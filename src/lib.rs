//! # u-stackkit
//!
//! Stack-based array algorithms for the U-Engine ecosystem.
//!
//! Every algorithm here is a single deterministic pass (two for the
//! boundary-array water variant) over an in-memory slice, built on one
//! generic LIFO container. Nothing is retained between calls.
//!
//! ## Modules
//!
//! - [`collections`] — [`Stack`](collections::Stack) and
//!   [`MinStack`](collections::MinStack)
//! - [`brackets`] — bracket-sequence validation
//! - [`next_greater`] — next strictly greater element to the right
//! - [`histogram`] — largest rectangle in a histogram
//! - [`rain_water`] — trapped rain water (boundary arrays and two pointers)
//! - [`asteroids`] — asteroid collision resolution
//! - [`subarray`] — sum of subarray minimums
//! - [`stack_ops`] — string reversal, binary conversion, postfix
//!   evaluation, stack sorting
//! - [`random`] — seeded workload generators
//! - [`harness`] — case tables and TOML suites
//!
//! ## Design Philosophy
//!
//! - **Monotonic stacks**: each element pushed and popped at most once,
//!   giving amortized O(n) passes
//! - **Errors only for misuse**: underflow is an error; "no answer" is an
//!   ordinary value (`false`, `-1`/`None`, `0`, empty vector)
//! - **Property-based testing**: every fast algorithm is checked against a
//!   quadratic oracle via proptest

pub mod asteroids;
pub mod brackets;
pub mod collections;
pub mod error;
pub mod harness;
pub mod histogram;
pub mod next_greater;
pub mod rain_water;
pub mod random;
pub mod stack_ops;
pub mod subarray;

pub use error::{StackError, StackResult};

···

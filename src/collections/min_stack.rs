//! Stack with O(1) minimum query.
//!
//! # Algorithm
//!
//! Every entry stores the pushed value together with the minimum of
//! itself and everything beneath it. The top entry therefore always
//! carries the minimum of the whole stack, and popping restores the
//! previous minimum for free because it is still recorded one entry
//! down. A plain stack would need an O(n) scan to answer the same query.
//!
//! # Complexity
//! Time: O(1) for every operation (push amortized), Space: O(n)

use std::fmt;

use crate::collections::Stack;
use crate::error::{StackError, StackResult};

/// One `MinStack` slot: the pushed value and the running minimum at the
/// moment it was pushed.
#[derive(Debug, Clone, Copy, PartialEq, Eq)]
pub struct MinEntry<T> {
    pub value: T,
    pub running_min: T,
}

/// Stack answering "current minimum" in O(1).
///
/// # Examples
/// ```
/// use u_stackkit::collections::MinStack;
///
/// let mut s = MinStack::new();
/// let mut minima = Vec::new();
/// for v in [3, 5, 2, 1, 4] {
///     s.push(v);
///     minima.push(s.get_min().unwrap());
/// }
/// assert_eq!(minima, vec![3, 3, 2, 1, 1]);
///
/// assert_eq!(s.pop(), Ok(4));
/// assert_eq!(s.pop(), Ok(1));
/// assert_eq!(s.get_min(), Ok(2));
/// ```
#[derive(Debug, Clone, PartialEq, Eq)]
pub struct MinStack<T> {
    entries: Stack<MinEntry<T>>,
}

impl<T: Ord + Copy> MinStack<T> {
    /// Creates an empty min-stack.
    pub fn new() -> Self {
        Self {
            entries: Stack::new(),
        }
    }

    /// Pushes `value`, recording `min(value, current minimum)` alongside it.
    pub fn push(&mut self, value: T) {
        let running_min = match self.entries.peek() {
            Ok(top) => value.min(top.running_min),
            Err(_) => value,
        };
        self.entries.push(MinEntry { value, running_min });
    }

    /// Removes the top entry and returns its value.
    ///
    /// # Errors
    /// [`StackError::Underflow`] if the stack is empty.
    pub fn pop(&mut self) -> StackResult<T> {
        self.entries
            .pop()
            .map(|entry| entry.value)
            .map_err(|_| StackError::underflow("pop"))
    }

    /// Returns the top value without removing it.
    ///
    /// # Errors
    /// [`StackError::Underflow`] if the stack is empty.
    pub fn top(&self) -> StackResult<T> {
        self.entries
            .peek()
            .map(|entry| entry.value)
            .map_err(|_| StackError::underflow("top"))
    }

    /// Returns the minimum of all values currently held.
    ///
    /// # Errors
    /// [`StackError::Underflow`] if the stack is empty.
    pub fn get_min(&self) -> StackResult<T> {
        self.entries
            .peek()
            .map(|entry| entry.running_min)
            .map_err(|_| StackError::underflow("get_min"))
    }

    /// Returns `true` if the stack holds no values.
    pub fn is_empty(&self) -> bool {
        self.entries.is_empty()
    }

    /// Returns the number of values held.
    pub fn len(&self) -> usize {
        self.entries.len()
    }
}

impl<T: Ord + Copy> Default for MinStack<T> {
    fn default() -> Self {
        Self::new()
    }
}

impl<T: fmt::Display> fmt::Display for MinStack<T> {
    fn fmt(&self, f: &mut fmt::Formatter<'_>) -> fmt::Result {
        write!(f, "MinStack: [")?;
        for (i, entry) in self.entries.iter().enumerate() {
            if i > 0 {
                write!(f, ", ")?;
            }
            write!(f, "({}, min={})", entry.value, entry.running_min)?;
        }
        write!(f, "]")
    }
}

···

- _WHAT THE TASK ASKS_
Search the records above for the string "struct". Report each line that has it.

- _SOLVED PROBLEM_
pub struct MinEntry<T> {
pub struct MinStack<T> {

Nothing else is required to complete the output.